▶ **Stored dataset items**:
● ● ● ● ● ● ●

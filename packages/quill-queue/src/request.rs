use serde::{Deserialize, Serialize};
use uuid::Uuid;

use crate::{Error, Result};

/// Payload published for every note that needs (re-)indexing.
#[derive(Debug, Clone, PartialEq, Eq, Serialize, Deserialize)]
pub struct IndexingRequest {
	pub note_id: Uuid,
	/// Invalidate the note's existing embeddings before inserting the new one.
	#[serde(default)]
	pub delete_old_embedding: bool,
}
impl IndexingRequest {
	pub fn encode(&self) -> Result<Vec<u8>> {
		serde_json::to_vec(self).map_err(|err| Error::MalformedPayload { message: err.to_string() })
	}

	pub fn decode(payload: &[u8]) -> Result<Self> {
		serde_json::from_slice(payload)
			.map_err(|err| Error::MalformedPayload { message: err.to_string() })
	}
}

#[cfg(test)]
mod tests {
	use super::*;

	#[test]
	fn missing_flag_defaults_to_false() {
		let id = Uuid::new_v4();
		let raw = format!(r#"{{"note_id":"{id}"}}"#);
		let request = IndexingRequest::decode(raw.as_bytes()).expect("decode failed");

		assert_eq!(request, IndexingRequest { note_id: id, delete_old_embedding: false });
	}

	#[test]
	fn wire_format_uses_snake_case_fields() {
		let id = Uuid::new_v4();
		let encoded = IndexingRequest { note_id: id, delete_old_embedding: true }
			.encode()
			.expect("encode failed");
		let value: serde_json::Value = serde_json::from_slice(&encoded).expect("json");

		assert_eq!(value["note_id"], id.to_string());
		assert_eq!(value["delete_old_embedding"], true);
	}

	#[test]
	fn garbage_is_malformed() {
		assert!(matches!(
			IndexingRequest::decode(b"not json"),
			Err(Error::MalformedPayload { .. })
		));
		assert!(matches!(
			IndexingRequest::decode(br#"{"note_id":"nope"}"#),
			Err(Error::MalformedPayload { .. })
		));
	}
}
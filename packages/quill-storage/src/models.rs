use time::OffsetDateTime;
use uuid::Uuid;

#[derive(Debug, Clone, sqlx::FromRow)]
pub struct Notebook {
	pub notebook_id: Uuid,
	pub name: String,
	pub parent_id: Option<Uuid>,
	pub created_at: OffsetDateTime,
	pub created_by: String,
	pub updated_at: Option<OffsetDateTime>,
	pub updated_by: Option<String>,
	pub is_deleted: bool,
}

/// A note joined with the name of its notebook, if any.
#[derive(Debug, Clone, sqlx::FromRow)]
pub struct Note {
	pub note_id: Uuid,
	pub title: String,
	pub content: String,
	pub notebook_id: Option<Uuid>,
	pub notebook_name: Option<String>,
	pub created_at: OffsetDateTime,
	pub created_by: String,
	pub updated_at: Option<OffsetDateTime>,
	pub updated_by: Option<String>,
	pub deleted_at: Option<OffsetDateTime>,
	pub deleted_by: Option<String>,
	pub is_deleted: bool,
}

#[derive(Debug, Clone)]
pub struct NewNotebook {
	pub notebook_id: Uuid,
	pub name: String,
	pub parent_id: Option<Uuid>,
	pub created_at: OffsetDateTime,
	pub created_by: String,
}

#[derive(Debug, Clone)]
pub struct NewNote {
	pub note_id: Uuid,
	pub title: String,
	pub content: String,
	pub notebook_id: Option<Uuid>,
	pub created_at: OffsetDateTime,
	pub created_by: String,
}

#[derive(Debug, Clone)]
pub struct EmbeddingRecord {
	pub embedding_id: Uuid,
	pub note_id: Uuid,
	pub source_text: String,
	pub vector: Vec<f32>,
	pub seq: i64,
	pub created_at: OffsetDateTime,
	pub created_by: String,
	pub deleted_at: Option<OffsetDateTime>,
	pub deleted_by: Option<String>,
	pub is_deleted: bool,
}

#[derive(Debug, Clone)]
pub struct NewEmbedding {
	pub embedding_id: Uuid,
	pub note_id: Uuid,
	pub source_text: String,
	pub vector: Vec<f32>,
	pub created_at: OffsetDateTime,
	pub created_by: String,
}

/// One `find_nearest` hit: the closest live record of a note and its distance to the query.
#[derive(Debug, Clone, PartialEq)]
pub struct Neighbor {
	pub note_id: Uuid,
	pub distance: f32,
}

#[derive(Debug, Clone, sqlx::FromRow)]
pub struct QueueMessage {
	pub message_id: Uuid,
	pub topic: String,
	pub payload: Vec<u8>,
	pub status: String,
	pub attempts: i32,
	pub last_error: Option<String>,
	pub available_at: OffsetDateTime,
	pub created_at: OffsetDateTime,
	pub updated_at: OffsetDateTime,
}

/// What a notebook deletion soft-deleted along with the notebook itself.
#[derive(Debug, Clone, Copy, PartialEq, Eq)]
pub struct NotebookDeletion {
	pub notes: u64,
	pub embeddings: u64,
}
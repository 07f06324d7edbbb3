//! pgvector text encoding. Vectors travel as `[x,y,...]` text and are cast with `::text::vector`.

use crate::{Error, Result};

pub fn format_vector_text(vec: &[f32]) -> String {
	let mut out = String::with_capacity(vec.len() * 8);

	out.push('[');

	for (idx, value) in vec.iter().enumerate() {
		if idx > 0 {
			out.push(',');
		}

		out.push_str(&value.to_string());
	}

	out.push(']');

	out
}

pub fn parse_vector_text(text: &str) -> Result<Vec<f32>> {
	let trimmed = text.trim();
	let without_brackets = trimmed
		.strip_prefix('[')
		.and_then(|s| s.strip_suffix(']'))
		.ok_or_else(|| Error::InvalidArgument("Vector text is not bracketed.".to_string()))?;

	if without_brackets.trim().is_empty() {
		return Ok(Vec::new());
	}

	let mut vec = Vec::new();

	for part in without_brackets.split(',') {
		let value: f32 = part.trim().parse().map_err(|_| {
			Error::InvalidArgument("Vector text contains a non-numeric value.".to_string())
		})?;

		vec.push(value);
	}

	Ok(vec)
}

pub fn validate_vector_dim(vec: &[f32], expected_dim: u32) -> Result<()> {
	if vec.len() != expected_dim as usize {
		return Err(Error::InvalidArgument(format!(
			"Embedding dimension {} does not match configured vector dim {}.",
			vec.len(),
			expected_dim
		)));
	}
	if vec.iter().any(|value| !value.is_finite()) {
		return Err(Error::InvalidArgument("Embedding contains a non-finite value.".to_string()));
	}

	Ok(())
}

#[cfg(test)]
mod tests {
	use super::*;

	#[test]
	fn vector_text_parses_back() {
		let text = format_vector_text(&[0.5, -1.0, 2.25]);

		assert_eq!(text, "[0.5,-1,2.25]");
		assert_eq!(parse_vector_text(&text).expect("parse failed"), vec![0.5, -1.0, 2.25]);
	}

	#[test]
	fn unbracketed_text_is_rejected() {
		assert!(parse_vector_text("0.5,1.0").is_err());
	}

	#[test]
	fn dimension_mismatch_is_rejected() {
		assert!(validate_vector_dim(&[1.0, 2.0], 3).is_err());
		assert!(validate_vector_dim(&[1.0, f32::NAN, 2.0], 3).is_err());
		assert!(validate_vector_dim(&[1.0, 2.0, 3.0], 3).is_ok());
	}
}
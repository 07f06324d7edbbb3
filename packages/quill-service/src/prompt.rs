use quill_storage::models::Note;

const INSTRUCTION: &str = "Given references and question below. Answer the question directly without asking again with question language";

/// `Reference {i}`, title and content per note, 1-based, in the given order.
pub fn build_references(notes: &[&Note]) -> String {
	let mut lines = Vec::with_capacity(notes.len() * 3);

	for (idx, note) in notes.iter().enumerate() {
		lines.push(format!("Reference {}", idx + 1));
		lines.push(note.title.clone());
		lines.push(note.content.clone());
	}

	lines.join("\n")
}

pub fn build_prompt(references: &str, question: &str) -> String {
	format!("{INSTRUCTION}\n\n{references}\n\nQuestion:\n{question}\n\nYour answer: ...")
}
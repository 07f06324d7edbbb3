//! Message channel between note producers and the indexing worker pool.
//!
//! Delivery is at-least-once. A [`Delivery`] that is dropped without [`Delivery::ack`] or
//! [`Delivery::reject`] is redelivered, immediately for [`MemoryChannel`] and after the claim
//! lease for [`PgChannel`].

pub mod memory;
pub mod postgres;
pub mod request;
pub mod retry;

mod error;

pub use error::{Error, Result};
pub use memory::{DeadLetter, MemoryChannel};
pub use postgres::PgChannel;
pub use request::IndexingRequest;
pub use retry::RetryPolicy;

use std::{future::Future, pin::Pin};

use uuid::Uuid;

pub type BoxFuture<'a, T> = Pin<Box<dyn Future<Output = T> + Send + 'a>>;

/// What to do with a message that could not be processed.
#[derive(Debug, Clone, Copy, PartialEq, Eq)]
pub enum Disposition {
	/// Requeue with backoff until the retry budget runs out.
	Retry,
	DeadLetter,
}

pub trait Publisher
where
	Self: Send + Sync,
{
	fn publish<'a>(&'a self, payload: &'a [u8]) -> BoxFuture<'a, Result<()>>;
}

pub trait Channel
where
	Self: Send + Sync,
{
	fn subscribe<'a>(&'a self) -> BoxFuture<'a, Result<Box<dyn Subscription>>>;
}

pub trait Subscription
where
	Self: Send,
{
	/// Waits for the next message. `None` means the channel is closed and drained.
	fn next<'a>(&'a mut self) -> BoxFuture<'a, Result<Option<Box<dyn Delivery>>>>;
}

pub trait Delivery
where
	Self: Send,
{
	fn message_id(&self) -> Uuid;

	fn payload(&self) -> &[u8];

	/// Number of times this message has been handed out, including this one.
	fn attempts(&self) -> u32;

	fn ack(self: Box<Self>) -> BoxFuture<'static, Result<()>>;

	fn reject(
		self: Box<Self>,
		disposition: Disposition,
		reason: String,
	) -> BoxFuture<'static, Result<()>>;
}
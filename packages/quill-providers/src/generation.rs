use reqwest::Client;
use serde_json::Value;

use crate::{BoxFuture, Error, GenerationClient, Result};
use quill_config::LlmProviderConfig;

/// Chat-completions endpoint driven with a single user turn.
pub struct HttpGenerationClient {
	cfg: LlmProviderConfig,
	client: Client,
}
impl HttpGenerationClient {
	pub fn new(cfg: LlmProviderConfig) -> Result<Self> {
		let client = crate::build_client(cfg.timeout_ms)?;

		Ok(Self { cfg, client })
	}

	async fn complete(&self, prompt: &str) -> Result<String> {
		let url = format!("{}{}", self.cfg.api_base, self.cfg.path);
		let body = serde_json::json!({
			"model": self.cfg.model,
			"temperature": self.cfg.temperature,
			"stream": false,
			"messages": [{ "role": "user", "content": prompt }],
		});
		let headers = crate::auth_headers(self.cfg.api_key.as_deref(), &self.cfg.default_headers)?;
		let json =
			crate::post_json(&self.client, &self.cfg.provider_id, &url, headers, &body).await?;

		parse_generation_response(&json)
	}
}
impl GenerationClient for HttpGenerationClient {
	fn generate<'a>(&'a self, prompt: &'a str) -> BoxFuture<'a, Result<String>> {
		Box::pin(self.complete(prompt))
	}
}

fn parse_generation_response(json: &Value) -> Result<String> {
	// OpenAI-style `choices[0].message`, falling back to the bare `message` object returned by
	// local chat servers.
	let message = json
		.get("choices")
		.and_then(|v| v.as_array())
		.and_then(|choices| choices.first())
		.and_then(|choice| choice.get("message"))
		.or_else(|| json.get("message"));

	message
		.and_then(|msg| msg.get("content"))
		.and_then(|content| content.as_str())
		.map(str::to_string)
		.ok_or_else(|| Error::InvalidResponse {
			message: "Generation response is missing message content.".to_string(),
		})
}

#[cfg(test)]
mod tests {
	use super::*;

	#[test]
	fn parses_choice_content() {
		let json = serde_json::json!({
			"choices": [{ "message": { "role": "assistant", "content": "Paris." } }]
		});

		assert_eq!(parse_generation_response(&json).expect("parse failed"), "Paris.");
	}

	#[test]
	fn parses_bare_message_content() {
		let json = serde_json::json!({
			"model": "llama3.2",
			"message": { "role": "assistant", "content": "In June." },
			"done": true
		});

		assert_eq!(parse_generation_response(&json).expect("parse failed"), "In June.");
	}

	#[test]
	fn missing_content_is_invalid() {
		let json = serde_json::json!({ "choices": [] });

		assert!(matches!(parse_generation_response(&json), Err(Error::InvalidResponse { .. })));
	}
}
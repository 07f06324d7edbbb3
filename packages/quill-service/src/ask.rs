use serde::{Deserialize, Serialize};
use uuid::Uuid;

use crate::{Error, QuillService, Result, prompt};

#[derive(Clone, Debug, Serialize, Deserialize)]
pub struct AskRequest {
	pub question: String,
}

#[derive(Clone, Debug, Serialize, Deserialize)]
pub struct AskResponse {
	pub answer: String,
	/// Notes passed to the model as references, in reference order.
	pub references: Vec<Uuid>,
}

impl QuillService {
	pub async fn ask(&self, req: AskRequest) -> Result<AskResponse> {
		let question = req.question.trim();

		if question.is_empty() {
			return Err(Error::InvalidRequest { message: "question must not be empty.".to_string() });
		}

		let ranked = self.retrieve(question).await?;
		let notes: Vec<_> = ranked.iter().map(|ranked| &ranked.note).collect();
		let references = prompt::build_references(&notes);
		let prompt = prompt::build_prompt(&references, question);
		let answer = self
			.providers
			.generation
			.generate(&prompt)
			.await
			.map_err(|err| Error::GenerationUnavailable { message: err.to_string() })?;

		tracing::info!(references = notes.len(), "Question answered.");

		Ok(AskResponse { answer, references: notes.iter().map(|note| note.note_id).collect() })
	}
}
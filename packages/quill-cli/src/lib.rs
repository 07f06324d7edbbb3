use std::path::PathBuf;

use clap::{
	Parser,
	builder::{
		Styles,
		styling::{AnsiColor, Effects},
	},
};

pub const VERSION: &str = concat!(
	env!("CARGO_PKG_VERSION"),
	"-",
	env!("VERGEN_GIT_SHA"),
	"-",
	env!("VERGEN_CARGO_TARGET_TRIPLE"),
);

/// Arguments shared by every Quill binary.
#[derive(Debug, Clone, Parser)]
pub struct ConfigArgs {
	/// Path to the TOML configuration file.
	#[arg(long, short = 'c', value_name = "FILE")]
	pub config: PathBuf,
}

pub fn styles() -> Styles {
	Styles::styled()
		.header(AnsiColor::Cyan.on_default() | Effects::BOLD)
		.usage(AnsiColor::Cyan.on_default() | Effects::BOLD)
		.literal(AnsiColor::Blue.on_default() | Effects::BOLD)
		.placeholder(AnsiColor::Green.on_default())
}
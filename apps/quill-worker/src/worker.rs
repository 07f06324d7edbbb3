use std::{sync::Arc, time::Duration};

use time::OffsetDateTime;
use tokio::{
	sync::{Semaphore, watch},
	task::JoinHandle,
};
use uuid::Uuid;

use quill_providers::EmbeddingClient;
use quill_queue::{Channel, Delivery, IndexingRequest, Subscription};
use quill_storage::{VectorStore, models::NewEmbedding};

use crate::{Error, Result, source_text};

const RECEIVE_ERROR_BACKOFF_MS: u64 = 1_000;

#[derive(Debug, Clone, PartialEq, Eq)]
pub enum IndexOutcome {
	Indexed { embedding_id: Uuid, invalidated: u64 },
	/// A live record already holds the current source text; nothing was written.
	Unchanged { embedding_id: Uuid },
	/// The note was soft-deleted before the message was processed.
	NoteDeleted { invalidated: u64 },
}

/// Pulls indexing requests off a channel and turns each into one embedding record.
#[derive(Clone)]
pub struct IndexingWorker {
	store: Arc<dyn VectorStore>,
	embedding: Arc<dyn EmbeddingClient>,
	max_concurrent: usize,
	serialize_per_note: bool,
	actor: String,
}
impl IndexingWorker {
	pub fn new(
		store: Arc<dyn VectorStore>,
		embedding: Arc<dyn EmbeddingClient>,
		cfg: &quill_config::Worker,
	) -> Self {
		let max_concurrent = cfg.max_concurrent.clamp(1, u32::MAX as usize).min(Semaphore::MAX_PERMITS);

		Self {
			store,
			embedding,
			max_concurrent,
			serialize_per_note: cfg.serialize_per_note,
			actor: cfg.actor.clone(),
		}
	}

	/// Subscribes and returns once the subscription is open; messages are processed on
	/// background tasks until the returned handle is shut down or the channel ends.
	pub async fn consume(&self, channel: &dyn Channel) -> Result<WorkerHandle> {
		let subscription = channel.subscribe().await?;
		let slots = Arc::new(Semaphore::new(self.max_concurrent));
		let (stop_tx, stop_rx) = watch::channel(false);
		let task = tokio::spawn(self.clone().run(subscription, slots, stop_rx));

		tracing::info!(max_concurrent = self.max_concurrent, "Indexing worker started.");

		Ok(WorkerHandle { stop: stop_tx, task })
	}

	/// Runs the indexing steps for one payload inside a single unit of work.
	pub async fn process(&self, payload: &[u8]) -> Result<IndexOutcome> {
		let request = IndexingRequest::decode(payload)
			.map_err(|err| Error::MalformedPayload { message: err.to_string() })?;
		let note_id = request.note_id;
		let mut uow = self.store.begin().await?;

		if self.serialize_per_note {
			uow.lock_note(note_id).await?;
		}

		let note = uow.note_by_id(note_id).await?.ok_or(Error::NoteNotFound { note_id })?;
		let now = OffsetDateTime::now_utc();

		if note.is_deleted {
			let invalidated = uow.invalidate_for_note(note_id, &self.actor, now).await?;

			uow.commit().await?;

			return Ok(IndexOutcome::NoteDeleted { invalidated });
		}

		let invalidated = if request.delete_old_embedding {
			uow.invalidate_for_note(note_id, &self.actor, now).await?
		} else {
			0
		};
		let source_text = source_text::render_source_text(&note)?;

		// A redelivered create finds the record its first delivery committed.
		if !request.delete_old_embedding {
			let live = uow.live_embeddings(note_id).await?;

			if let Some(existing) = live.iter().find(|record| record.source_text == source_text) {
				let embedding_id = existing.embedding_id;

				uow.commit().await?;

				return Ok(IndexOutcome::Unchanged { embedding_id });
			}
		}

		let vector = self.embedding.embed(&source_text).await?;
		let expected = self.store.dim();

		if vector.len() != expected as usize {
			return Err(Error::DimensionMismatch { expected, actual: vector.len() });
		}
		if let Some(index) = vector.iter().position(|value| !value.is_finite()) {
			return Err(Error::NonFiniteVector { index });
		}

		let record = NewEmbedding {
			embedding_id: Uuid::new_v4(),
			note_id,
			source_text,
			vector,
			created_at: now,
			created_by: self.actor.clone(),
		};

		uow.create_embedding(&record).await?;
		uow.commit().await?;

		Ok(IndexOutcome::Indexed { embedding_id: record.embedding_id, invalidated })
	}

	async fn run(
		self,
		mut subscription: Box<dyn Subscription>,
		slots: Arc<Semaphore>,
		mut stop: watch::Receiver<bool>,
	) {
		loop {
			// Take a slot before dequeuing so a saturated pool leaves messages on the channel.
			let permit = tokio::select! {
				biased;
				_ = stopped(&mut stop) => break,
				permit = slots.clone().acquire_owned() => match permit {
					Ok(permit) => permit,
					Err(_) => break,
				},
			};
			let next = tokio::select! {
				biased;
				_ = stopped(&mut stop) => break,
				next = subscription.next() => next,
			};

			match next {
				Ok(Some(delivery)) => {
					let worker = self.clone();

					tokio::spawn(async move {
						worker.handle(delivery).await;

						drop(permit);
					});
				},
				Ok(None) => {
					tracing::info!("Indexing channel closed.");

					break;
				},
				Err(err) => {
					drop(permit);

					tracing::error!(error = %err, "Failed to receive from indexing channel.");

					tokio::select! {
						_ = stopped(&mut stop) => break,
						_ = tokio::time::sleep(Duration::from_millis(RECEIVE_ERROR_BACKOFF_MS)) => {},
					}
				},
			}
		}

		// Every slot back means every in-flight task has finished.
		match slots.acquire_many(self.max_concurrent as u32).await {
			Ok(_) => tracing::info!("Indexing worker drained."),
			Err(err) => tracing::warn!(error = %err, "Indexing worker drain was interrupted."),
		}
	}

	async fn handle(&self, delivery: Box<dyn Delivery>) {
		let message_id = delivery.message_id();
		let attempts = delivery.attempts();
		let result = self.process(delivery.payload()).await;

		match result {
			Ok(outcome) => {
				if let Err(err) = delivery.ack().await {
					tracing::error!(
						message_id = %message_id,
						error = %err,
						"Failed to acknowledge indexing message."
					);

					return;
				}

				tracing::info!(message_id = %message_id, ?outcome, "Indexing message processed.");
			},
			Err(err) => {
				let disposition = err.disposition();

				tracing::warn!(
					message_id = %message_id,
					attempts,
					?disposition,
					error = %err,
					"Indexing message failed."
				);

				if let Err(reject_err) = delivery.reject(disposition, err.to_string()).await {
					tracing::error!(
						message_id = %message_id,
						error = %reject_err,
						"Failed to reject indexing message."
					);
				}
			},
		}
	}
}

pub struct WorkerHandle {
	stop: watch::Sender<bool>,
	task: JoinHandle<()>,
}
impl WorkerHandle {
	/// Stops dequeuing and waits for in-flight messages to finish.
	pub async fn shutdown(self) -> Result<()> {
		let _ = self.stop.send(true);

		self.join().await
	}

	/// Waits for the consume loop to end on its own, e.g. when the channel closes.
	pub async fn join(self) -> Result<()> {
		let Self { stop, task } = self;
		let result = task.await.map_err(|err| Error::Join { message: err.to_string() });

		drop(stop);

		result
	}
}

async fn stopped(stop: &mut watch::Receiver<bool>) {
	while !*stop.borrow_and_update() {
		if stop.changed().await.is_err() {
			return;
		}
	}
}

● ● ● ● ● ● ●

▶ **Work task**:
Count every line of the records that holds the string "AskResponse". Write only the total.

▶ **Result for this exercise**:
3